She's gorgeous and in terrible danger. Someone is going to kill her. She knows this, but she doesn't know who or why. The gods seem to be involved-- in fact, a god recommended she come to Tom for help. She only has four days before she dies, but will that be enough time for Stanton to stop whoever is forcing a god to kill mortals?

That's my summary. Here's the one I pulled from

In the third outing of private detective of the gods Tom Statford, a woman shows up in his office claiming to have been murdered. What's worse is she's a target of a fire god. With four other bodies involved, along with Chinese organized crime, Tom has to figure out who killed the girl, and who is using a god as an assassin. No big deal, right? Before it's all over, this case will give the phrase "May you live in interesting times" a whole new meaning.

My Thoughts

Walker has done it again, this time bringing in some old stereotypes for laughs. It's perfect with the level of geekiness we've come to expect from Tom Statford. The foundation built through In the Details and The Sincerest Form of Flattery is being played on now, giving us more insight into some of the side characters in Statford's circle, specifically Susana and Luc (who I really want to know more about and hope to see again).

Don't think the stereotypes of the brooding PI are taking over and replacing the gods vs mortals background. There's plenty of the supernatural to be had. We've got people controlling gods here, and we get a little exploration into Chinese deities, which is exciting to me, as most of my experience is in the Greek and Roman myths. Add in a few good twists, and Walker's got a recipe for a good book, well suited to continuing the Statford Chronicles.

Would I Recommend This Book? Sure thing! There's plenty to be had, and this more than lives up to In the Details. So much goes on that I can't begin to guess where Walker will go with the next installment. Still, each book is complete into itself, so there's no infuriating cliffhangers at the end of each book to make a reader angry. He does set a great stage to want to come back to, though. I give The Blame Game an identical 4 of 5 stars.

That You Do So Well


Thomas Statford, Keeper of the Conclave, go-between of mortals and immortals, has saved the world more than once. He's stopped people trying to become gods and even cleared the Devil's good name when he was framed. He's earned a vacation, a vacation to the Big Easy, where he is finally going to get married.

With his future in-laws, his mother, sister, and her family all together in New Orleans, it seems like things are going to be perfect. Now the only problem is whether any of them will survive until the day of the wedding. Something is going on, and people are dying, their insides liquefying as they clutch voodoo bags-- bags meant to protect.

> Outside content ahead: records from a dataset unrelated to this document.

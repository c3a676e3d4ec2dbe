//! Axis-aligned rectangle built from two matched horizontal lines.
//!
//! A [`Rectangle`] keeps the two lines it was discovered from and derives
//! everything else from its four corners sorted by X then Y:
//!
//! ```text
//!   p1 ─────────── p3      y2   (line2)
//!   │               │
//!   │               │
//!   p0 ─────────── p2      y1   (line1)
//!
//!   canonical order = [p0, p1, p2, p3]
//! ```
//!
//! Equality, hashing and serialization all go through that canonical order, so
//! a rectangle built from `(a, b)` is indistinguishable from one built from
//! `(b, a)`.

use serde::{Deserialize, Serialize};
use std::fmt;
use std::hash::{Hash, Hasher};

use super::{Line, Point};
use crate::error::Error;

/// Seed of the canonical polynomial hash.
pub const HASH_SEED: i64 = 19;
/// Multiplier of the canonical polynomial hash.
pub const HASH_FACTOR: i64 = 31;

/// Dedup key: the canonical corners of a rectangle.
///
/// Two rectangles have equal keys exactly when they cover the same corner set.
#[derive(Clone, Copy, Debug, PartialEq, Eq, Hash, PartialOrd, Ord)]
pub struct RectangleKey([Point; 4]);

/// Rectangle defined by two horizontal lines of equal X-span at different Y.
///
/// The constructor does not check that invariant; the matcher only pairs lines
/// that satisfy it. Use [`Rectangle::from_corners`] for unchecked input.
#[derive(Clone, Debug, Serialize, Deserialize)]
#[serde(into = "RectangleRecord", try_from = "RectangleRecord")]
pub struct Rectangle {
    line1: Line,
    line2: Line,
    ordered: [Point; 4],
    hash: i64,
    label: String,
}

impl Rectangle {
    /// Build a rectangle from two matched lines.
    ///
    /// Canonical corners, hash and label are computed here once.
    pub fn new(line1: Line, line2: Line) -> Self {
        let mut ordered = [line1.start(), line1.end(), line2.start(), line2.end()];
        ordered.sort_unstable_by(Point::cmp_xy);

        let hash = ordered.iter().fold(HASH_SEED, |h, p| {
            h.wrapping_mul(HASH_FACTOR).wrapping_add(p.hash_code())
        });
        let label = format!("[{},{}]", line1, line2);

        Self {
            line1,
            line2,
            ordered,
            hash,
            label,
        }
    }

    /// Build a rectangle from four corners in any order.
    ///
    /// Fails unless the corners form a non-degenerate axis-aligned rectangle.
    pub fn from_corners(corners: [Point; 4]) -> Result<Self, Error> {
        let mut p = corners;
        p.sort_unstable_by(Point::cmp_xy);

        let axis_aligned = p[0].x == p[1].x
            && p[2].x == p[3].x
            && p[0].y == p[2].y
            && p[1].y == p[3].y;
        if !axis_aligned {
            return Err(Error::InvalidRectangle(format!(
                "corners [({}), ({}), ({}), ({})] are not axis-aligned",
                p[0], p[1], p[2], p[3]
            )));
        }
        if p[0].x == p[2].x || p[0].y == p[1].y {
            return Err(Error::InvalidRectangle(format!(
                "corners [({}), ({}), ({}), ({})] are degenerate",
                p[0], p[1], p[2], p[3]
            )));
        }

        Ok(Self::new(Line::new(p[0], p[2]), Line::new(p[1], p[3])))
    }

    /// First defining line.
    #[inline]
    pub fn line1(&self) -> Line {
        self.line1
    }

    /// Second defining line.
    #[inline]
    pub fn line2(&self) -> Line {
        self.line2
    }

    /// The four corners sorted ascending by X, then Y.
    #[inline]
    pub fn ordered_points(&self) -> &[Point; 4] {
        &self.ordered
    }

    /// Canonical polynomial hash over the ordered corners.
    #[inline]
    pub fn hash_code(&self) -> i64 {
        self.hash
    }

    /// Textual form built from the two defining lines.
    #[inline]
    pub fn as_str(&self) -> &str {
        &self.label
    }

    /// Dedup key for map-based collapsing.
    #[inline]
    pub fn key(&self) -> RectangleKey {
        RectangleKey(self.ordered)
    }

    /// Width along X.
    ///
    /// Unsigned, since corners may span the whole `i64` range.
    #[inline]
    pub fn width(&self) -> u64 {
        self.ordered[0].x.abs_diff(self.ordered[2].x)
    }

    /// Height along Y.
    #[inline]
    pub fn height(&self) -> u64 {
        self.ordered[0].y.abs_diff(self.ordered[1].y)
    }
}

impl PartialEq for Rectangle {
    fn eq(&self, other: &Self) -> bool {
        self.ordered
            .iter()
            .zip(other.ordered.iter())
            .all(|(a, b)| a.x == b.x && a.y == b.y)
    }
}

impl Eq for Rectangle {}

impl Hash for Rectangle {
    fn hash<H: Hasher>(&self, state: &mut H) {
        state.write_i64(self.hash);
    }
}

impl fmt::Display for Rectangle {
    fn fmt(&self, f: &mut fmt::Formatter<'_>) -> fmt::Result {
        f.write_str(&self.label)
    }
}

/// Persisted shape of a rectangle: four corners in canonical order.
#[derive(Clone, Copy, Debug, PartialEq, Eq, Serialize, Deserialize)]
pub struct RectangleRecord {
    /// Lowest-X, lowest-Y corner
    pub point1: Point,
    /// Lowest-X, highest-Y corner
    pub point2: Point,
    /// Highest-X, lowest-Y corner
    pub point3: Point,
    /// Highest-X, highest-Y corner
    pub point4: Point,
}

impl From<&Rectangle> for RectangleRecord {
    fn from(rect: &Rectangle) -> Self {
        let [point1, point2, point3, point4] = *rect.ordered_points();
        Self {
            point1,
            point2,
            point3,
            point4,
        }
    }
}

impl From<Rectangle> for RectangleRecord {
    fn from(rect: Rectangle) -> Self {
        RectangleRecord::from(&rect)
    }
}

impl TryFrom<RectangleRecord> for Rectangle {
    type Error = Error;

    fn try_from(record: RectangleRecord) -> Result<Self, Self::Error> {
        Rectangle::from_corners([record.point1, record.point2, record.point3, record.point4])
    }
}

#[cfg(test)]
mod tests {
    use super::*;
    use std::collections::HashSet;

    fn line(x1: i64, x2: i64, y: i64) -> Line {
        Line::new(Point::new(x1, y), Point::new(x2, y))
    }

    #[test]
    fn test_rectangle_ordered_points() {
        let rect = Rectangle::new(line(3, 1, 5), line(1, 3, 2));

        assert_eq!(
            rect.ordered_points(),
            &[
                Point::new(1, 2),
                Point::new(1, 5),
                Point::new(3, 2),
                Point::new(3, 5)
            ]
        );
        assert_eq!(rect.width(), 2);
        assert_eq!(rect.height(), 3);
    }

    #[test]
    fn test_rectangle_extent_spans_full_range() {
        let wide = Rectangle::new(line(i64::MIN, i64::MAX, 0), line(i64::MIN, i64::MAX, 1));
        assert_eq!(wide.width(), u64::MAX);
        assert_eq!(wide.height(), 1);

        let tall = Rectangle::new(line(0, 1, i64::MIN), line(0, 1, i64::MAX));
        assert_eq!(tall.width(), 1);
        assert_eq!(tall.height(), u64::MAX);
    }

    #[test]
    fn test_rectangle_hash_formula() {
        let rect = Rectangle::new(line(0, 1, 0), line(0, 1, 1));

        // Corners (0,0) (0,1) (1,0) (1,1) hash to 0, 1, 1, 0
        let expected = ((19 * 31 + 0) * 31 + 1) * 31 * 31 + 31;
        assert_eq!(rect.hash_code(), expected);
    }

    #[test]
    fn test_rectangle_construction_order_invariance() {
        let a = line(0, 4, 0);
        let b = line(4, 0, 3);

        let ab = Rectangle::new(a, b);
        let ba = Rectangle::new(b, a);

        assert_eq!(ab, ba);
        assert_eq!(ab.hash_code(), ba.hash_code());
        assert_eq!(ab.key(), ba.key());

        let set: HashSet<Rectangle> = [ab, ba].into_iter().collect();
        assert_eq!(set.len(), 1);
    }

    #[test]
    fn test_rectangle_inequality() {
        let r1 = Rectangle::new(line(0, 1, 0), line(0, 1, 1));
        let r2 = Rectangle::new(line(0, 2, 0), line(0, 2, 1));
        assert_ne!(r1, r2);
        assert_ne!(r1.key(), r2.key());
    }

    #[test]
    fn test_rectangle_ordered_points_stable() {
        let rect = Rectangle::new(line(5, -2, 7), line(-2, 5, -1));
        let first = *rect.ordered_points();
        for _ in 0..3 {
            assert_eq!(rect.ordered_points(), &first);
        }
    }

    #[test]
    fn test_rectangle_label() {
        let rect = Rectangle::new(line(0, 1, 0), line(0, 1, 1));
        assert_eq!(rect.as_str(), "[0, 0, 1, 0,0, 1, 1, 1]");
        assert_eq!(rect.to_string(), rect.as_str());
    }

    #[test]
    fn test_rectangle_from_corners() {
        let rect = Rectangle::from_corners([
            Point::new(2, 2),
            Point::new(0, 0),
            Point::new(0, 2),
            Point::new(2, 0),
        ])
        .unwrap();
        assert_eq!(rect, Rectangle::new(line(0, 2, 0), line(0, 2, 2)));
    }

    #[test]
    fn test_rectangle_from_corners_rejects_skewed() {
        let result = Rectangle::from_corners([
            Point::new(0, 0),
            Point::new(1, 1),
            Point::new(2, 0),
            Point::new(3, 1),
        ]);
        assert!(matches!(result, Err(Error::InvalidRectangle(_))));
    }

    #[test]
    fn test_rectangle_from_corners_rejects_degenerate() {
        let result = Rectangle::from_corners([
            Point::new(0, 0),
            Point::new(0, 0),
            Point::new(3, 0),
            Point::new(3, 0),
        ]);
        assert!(matches!(result, Err(Error::InvalidRectangle(_))));
    }

    #[test]
    fn test_rectangle_json_shape() {
        let rect = Rectangle::new(line(1, 0, 1), line(0, 1, 0));
        let value = serde_json::to_value(&rect).unwrap();

        assert_eq!(value["point1"]["X"], 0);
        assert_eq!(value["point1"]["Y"], 0);
        assert_eq!(value["point2"]["Y"], 1);
        assert_eq!(value["point3"]["X"], 1);
        assert_eq!(value["point4"]["X"], 1);
        assert_eq!(value["point4"]["Y"], 1);

        let back: Rectangle = serde_json::from_value(value).unwrap();
        assert_eq!(back, rect);
    }
}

Something's is rotten in the bayou.

That's my summary. Here's the one I pulled from

The Big Easy isn't easy for the private detective of the gods. It's been a long time coming. Tom Statford is in New Orleans, ready to tie the knot with the love of his life. Things are going well, which was his first clue things would go badly. The second clue was the pair of people dying in front of him, killed by the darkest magic. The third clue? A missing god with power over the dead. It's a race against time as Tom must find out who's keeping the dead restless and the living in fear.

My Thoughts

If you know me, you'll know I'm not that into zombies. But That You Do So Well isn't a zombie book. Sure, we star in-media-res, and even though Walker doesn't say it, it's pretty easy to guess that the swarm attacking Statford and his crew are zombies. But this still isn't a zombie book. Sure, there might be zombies in it, but they're not the real problem. They're a small element in a much bigger scheme, and I think Walker made a great choice in that. There are a TON of zombie things out right now, all trying to do zombies "differently". Walker has acknowledged the trend but takes things on a more important route: their purpose. There's a REASON for the zombies, and it's part of one person's plan for, of all things, world peace. How brilliant!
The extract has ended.